The majority applied an “intangible barrier” standard and found that Winn-Dixie’s website did not violate the ADA. According to the panel, the ADA forbids only absolute barriers to services. It does not require equal access to intangible privileges and advantages—such as privacy and convenience—that might be gleaned from accessing services online, the court said. Because Gil could obtain prescription refills in person at Winn-Dixie stores, the website was not an absolute barrier to those services and therefore did not violate the ADA.
First, according to Judge Pryor, the majority was wrong to limit the scope of the services at issue to in-store prescription refills. Winn-Dixie’s online prescription offering was a service under the ADA because it enabled customers to request refills in advance. Moreover, the online service was a protected “privilege” or “advantage” under the ADA because it enabled customers to order prescriptions from the privacy of their home. According to Judge Pryor, Gil was entitled to full and equal access to Winn-Dixie’s online prescription refill services.
Second, Judge Pryor argued that, even if the majority were correct in limiting the scope of Winn-Dixie’s services to in-store prescription refills, it wrongly concluded that Gil enjoyed those services “fully and equally.” Sighted customers enjoyed greater convenience and privacy than Gil when accessing prescription refills because they could order refills online. When ordering refills in person, Gil encountered longer waits and risked exposing sensitive medical information because his disability made it difficult to know if other customers could hear the order.

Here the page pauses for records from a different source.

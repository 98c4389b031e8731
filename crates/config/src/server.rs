//! HTTP server configuration settings.

use std::{borrow::Cow, net::SocketAddr, path::PathBuf};

use serde::Deserialize;

use crate::{ClientIdentificationConfig, CorsConfig, RateLimitConfig};

/// HTTP server configuration settings.
#[derive(Default, Debug, Clone, Deserialize)]
#[serde(deny_unknown_fields)]
pub struct ServerConfig {
    /// The socket address the server should listen on.
    pub listen_address: Option<SocketAddr>,
    /// TLS configuration for secure connections.
    pub tls: Option<TlsServerConfig>,
    /// Health endpoint configuration.
    #[serde(default)]
    pub health: HealthConfig,
    /// CORS configuration
    pub cors: Option<CorsConfig>,
    /// How the per-request client key is derived.
    #[serde(default)]
    pub client_identification: ClientIdentificationConfig,
    /// Per-client request window.
    #[serde(default)]
    pub rate_limits: RateLimitConfig,
}

/// TLS configuration for secure connections.
#[derive(Default, Debug, Clone, Deserialize)]
#[serde(deny_unknown_fields)]
pub struct TlsServerConfig {
    /// Path to the TLS certificate PEM file.
    pub certificate: PathBuf,
    /// Path to the TLS private key PEM file.
    pub key: PathBuf,
}

/// Health endpoint configuration.
#[derive(Clone, Debug, Deserialize)]
#[serde(default, deny_unknown_fields)]
pub struct HealthConfig {
    /// Whether the health endpoint is enabled.
    pub enabled: bool,
    /// Serve the health endpoint on its own listener instead of the main one.
    pub listen: Option<SocketAddr>,
    /// The path for the health endpoint.
    pub path: Cow<'static, str>,
}

impl Default for HealthConfig {
    fn default() -> Self {
        HealthConfig {
            enabled: true,
            listen: None,
            path: Cow::Borrowed("/health"),
        }
    }
}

Winn-Dixie therefore failed to provide equal access to its prescription services, according to Judge Pryor.
Not only did the Winn-Dixie majority reject the nexus test in favor of a stricter intangible-barrier standard, but also it held definitively that websites are not public accommodations governed by the ADA.
According to the majority, the plain language of the ADA—which lists only tangible locations as places of public accommodations—bars a finding that virtual spaces could be public accommodations. The court suggested that it would not defer to the U.S. Department of Justice interpretation on the issue. For decades, the Justice Department has explained in non-binding guidance that Title III requirements apply to websites, but the Department’s efforts to embed this position in a binding regulation stalled during the Trump Administration.
The majority opinion left only the narrowest window for a court to find an ADA violation stemming from a public accommodation’s website: Had Winn-Dixie’s website been the sole means for Gil to refill prescriptions, inaccessibility might have violated the ADA.
This interpretation means that public accommodations can continue to host inaccessible websites as long as they maintain an alternate method for people with disabilities to access the services offered on those websites. But as the pandemic has demonstrated, alternate methods, such as in-person shopping, can be inconvenient or even dangerous.
Moreover, the Winn-Dixie decision means that, at least in the Eleventh Circuit, websites lacking a brick-and-mortar location can disregard ADA requirements.
Although the Supreme Court declined to review the Ninth Circuit’s earlier decision in Robles, its review of Winn-Dixie is plausible now that there is a formal circuit split over the ADA’s applicability to websites. The Court has recently blocked ADA interpretations favorable to people with disabilities and may be primed to resolve the circuit split by upholding the Eleventh Circuit’s more restrictive ADA interpretation.
Throughout the pandemic, people with and without disabilities have relied on the websites of public accommodations. Websites can be made accessible to people with different types of disabilities through intentional design, and treating websites as places or services of public accommodations comports with the ADA’s purpose. Facing increased pressure from disability rights groups, Congress could finally address the issue of accessibility online before the Supreme Court has the opportunity to review Winn-Dixie.